EXERCISE DIRECTIONS
Repeat, please, only the lines from the top of the data down to the line with "Conditional on the"; include both of those lines.

DATASET EXTRACT

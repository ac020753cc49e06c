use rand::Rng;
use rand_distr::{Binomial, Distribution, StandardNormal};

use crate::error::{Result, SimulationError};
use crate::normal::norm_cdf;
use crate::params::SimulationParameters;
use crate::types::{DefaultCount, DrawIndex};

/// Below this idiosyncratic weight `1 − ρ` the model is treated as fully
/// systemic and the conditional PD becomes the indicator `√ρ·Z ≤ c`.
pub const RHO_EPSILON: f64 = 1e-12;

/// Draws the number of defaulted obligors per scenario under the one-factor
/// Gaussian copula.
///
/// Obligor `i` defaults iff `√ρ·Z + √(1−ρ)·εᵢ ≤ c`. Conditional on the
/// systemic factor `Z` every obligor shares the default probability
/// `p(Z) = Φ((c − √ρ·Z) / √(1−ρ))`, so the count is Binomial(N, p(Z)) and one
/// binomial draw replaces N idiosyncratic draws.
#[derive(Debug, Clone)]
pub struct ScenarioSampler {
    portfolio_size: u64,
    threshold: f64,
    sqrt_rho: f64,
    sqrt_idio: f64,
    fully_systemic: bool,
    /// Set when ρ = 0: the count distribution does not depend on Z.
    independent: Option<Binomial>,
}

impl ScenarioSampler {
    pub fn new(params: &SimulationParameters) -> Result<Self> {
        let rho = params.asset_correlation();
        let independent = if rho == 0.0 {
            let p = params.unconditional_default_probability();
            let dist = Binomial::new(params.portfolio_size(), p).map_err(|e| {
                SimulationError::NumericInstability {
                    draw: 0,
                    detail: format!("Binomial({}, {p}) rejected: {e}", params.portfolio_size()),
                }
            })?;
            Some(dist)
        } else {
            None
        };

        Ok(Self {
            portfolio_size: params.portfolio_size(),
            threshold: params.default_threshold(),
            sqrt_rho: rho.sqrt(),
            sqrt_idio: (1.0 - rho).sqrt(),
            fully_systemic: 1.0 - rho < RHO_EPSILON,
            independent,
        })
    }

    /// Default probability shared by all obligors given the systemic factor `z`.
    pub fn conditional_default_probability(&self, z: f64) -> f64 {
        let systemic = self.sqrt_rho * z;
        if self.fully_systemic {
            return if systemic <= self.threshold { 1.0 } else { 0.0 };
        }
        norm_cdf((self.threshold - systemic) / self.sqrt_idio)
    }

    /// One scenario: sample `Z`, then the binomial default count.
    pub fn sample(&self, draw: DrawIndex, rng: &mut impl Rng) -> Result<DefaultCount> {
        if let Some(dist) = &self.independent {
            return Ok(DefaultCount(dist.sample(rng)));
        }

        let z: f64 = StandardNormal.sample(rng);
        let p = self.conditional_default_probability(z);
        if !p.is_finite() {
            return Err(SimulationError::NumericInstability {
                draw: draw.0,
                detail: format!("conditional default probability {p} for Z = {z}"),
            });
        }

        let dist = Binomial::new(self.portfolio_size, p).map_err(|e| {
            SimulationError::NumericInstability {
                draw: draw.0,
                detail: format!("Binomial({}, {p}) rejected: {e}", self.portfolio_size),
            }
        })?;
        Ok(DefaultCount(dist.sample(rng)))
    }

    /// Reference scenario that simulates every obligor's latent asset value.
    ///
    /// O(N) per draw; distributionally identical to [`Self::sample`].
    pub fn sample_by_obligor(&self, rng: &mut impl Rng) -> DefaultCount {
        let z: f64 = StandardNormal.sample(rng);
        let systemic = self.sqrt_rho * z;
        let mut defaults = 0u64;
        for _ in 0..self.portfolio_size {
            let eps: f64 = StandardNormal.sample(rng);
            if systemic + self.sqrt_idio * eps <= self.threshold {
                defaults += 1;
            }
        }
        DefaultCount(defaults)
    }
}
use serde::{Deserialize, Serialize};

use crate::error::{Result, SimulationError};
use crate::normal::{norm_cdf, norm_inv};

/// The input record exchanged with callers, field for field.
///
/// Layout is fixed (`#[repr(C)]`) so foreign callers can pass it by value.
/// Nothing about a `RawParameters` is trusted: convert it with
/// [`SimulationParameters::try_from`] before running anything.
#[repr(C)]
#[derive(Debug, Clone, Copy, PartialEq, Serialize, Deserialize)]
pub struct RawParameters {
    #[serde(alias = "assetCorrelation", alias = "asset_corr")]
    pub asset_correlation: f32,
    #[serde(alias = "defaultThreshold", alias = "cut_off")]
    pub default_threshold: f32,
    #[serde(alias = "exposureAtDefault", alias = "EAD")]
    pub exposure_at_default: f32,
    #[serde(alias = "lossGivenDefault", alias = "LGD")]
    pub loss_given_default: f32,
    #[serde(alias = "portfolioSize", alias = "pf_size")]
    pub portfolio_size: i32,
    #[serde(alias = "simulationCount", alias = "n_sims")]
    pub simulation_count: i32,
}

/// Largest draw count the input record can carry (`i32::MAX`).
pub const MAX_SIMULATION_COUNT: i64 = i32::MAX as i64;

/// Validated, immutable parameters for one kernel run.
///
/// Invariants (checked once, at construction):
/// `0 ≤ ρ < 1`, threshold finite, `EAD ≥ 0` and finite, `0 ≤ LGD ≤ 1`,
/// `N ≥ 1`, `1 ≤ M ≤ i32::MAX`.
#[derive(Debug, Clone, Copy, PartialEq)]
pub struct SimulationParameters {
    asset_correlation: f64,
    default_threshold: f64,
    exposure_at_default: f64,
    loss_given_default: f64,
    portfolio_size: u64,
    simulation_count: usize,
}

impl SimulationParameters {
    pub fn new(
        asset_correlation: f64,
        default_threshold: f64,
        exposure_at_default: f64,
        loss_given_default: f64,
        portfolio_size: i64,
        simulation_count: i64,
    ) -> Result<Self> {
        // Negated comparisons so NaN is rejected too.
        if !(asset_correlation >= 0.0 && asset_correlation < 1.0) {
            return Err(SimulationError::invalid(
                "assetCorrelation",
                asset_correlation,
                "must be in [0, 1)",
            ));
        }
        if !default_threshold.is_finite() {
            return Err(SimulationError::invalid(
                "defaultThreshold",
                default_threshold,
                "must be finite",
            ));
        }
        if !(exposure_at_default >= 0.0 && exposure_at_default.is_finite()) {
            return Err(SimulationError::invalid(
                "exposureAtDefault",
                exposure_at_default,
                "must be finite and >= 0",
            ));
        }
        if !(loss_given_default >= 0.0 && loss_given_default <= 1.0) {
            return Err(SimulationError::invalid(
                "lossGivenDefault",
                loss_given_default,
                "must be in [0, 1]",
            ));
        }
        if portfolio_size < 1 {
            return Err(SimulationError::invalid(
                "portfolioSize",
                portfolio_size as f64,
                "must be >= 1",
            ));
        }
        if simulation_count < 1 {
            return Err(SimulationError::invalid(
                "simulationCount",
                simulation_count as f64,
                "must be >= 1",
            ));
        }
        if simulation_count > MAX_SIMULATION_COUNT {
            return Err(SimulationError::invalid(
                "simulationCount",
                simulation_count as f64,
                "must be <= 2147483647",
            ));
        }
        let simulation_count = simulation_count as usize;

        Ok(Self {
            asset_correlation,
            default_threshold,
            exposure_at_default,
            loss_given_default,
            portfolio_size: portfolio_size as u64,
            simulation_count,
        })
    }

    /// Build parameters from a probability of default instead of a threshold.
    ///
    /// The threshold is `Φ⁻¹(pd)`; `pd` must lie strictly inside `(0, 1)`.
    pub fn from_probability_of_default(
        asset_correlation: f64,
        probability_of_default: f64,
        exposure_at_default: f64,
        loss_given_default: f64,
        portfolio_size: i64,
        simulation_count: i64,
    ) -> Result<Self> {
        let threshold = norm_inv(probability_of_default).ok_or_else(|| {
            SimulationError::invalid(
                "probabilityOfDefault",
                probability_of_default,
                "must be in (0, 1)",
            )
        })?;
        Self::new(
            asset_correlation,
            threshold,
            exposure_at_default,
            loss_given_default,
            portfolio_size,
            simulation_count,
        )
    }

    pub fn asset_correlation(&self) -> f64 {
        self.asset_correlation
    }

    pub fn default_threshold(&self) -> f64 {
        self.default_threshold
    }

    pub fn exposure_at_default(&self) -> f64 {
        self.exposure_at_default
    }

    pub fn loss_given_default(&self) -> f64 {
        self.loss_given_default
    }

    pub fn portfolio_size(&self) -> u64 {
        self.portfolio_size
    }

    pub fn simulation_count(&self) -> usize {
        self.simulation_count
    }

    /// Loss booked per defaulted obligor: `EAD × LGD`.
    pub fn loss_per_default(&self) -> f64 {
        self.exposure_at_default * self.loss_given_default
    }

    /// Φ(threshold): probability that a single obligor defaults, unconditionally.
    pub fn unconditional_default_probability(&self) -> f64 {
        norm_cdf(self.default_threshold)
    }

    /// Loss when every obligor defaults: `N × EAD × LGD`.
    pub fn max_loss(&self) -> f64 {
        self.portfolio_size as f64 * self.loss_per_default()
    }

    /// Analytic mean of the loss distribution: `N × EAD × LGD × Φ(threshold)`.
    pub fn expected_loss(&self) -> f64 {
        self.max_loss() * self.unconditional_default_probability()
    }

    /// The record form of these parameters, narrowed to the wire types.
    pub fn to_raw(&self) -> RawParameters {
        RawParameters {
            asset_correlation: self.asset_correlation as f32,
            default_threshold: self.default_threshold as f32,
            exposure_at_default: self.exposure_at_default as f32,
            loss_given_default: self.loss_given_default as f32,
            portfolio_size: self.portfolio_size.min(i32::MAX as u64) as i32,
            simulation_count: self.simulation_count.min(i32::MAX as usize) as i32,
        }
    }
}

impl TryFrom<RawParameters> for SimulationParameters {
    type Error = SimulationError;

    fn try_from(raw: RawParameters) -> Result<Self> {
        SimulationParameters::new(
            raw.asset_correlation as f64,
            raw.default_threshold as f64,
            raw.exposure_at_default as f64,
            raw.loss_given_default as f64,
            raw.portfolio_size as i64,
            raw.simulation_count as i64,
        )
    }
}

RESPONSE BOX
repository ac020753cc49e06c
use rand::Rng;
use rand_distr::{Binomial, Distribution, StandardNormal};

use crate::error::{Result, SimulationError};
use crate::normal::norm_cdf;
use crate::params::SimulationParameters;
use crate::types::{DefaultCount, DrawIndex};

/// Below this idiosyncratic weight `1 − ρ` the model is treated as fully
/// systemic and the conditional PD becomes the indicator `√ρ·Z ≤ c`.
pub const RHO_EPSILON: f64 = 1e-12;

/// Draws the number of defaulted obligors per scenario under the one-factor
/// Gaussian copula.
///
/// Obligor `i` defaults iff `√ρ·Z + √(1−ρ)·εᵢ ≤ c`. Conditional on the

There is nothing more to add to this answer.